DATA PROVIDED Start Marker
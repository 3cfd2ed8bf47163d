//! Downloadable CSV / JSON payloads of the filtered collection.
//!
//! Column order of the CSV is relied on by spreadsheet imports downstream and
//! must not change.

use super::domain::{whole_amount, ActionRecord};
use chrono::{NaiveDate, Utc};
use std::fmt;
use std::str::FromStr;

pub const CSV_HEADERS: [&str; 15] = [
    "ID",
    "City",
    "Country",
    "Action Name",
    "Category",
    "Sector",
    "Cost Tier",
    "Investment USD",
    "Status",
    "Reduction Potential",
    "Implementation Time",
    "Description",
    "Owner",
    "Last Updated",
    "Tags",
];

const FILE_STEM: &str = "climate-actions";
const TAG_SEPARATOR: &str = "; ";

#[derive(Debug, Clone, Copy, PartialEq, Eq, Default)]
pub enum ExportFormat {
    #[default]
    Csv,
    Json,
}

impl ExportFormat {
    pub const fn extension(self) -> &'static str {
        match self {
            Self::Csv => "csv",
            Self::Json => "json",
        }
    }

    pub fn mime(self) -> mime::Mime {
        match self {
            Self::Csv => mime::TEXT_CSV_UTF_8,
            Self::Json => mime::APPLICATION_JSON,
        }
    }

    pub fn file_name(self, date: NaiveDate) -> String {
        format!("{FILE_STEM}-{}.{}", date.format("%Y-%m-%d"), self.extension())
    }
}

impl fmt::Display for ExportFormat {
    fn fmt(&self, f: &mut fmt::Formatter<'_>) -> fmt::Result {
        f.write_str(self.extension())
    }
}

impl FromStr for ExportFormat {
    type Err = ExportError;

    fn from_str(raw: &str) -> Result<Self, Self::Err> {
        match raw.trim().to_ascii_lowercase().as_str() {
            "csv" => Ok(Self::Csv),
            "json" => Ok(Self::Json),
            _ => Err(ExportError::UnknownFormat(raw.to_string())),
        }
    }
}

#[derive(Debug, Clone, PartialEq)]
pub struct ExportPayload {
    pub file_name: String,
    pub content_type: mime::Mime,
    pub body: Vec<u8>,
}

#[derive(Debug, thiserror::Error)]
pub enum ExportError {
    #[error("unsupported export format `{0}` (expected csv or json)")]
    UnknownFormat(String),
    #[error("failed to write CSV export: {0}")]
    Csv(#[from] csv::Error),
    #[error("failed to write JSON export: {0}")]
    Json(#[from] serde_json::Error),
    #[error("failed to flush export buffer: {0}")]
    Io(#[from] std::io::Error),
}

pub fn export_actions(
    records: &[ActionRecord],
    format: ExportFormat,
    date: NaiveDate,
) -> Result<ExportPayload, ExportError> {
    let body = match format {
        ExportFormat::Csv => to_csv(records)?,
        ExportFormat::Json => serde_json::to_vec_pretty(records)?,
    };

    Ok(ExportPayload {
        file_name: format.file_name(date),
        content_type: format.mime(),
        body,
    })
}

/// Header row is written bare; every data field is quoted with embedded
/// quotes doubled.
pub fn to_csv(records: &[ActionRecord]) -> Result<Vec<u8>, ExportError> {
    let mut body = Vec::new();

    let mut header = csv::WriterBuilder::new()
        .quote_style(csv::QuoteStyle::Necessary)
        .from_writer(&mut body);
    header.write_record(CSV_HEADERS)?;
    header.flush()?;
    drop(header);

    let mut rows = csv::WriterBuilder::new()
        .quote_style(csv::QuoteStyle::Always)
        .from_writer(&mut body);
    for record in records {
        rows.write_record(csv_row(record))?;
    }
    rows.flush()?;
    drop(rows);

    Ok(body)
}

fn csv_row(record: &ActionRecord) -> [String; 15] {
    [
        record.id.clone(),
        record.city.clone(),
        record.country.clone(),
        record.action_name.clone(),
        record.category.label().to_string(),
        record.sector.label().to_string(),
        record.cost_tier.label().to_string(),
        record.investment_usd.map(format_amount).unwrap_or_default(),
        record.status.label().to_string(),
        record.reduction_potential_pct.clone().unwrap_or_default(),
        record.implementation_time_years.clone().unwrap_or_default(),
        record.description.clone(),
        record.owner.clone().unwrap_or_default(),
        record.last_updated.clone(),
        record.tags().join(TAG_SEPARATOR),
    ]
}

fn format_amount(amount: f64) -> String {
    whole_amount(amount).map_or_else(|| amount.to_string(), |whole| whole.to_string())
}

/// Calendar date stamped into export file names and status updates, in UTC.
pub fn export_date() -> NaiveDate {
    Utc::now().date_naive()
}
DATA PROVIDED End Marker
• EXERCISE DETAILS
Retrieve all lines from the data that contain the string "Debug".

• SOLUTION FOR THIS EXERCISE
#[derive(Debug, Clone, Copy, PartialEq, Eq, Default)]
#[derive(Debug, Clone, PartialEq)]
#[derive(Debug, thiserror::Error)]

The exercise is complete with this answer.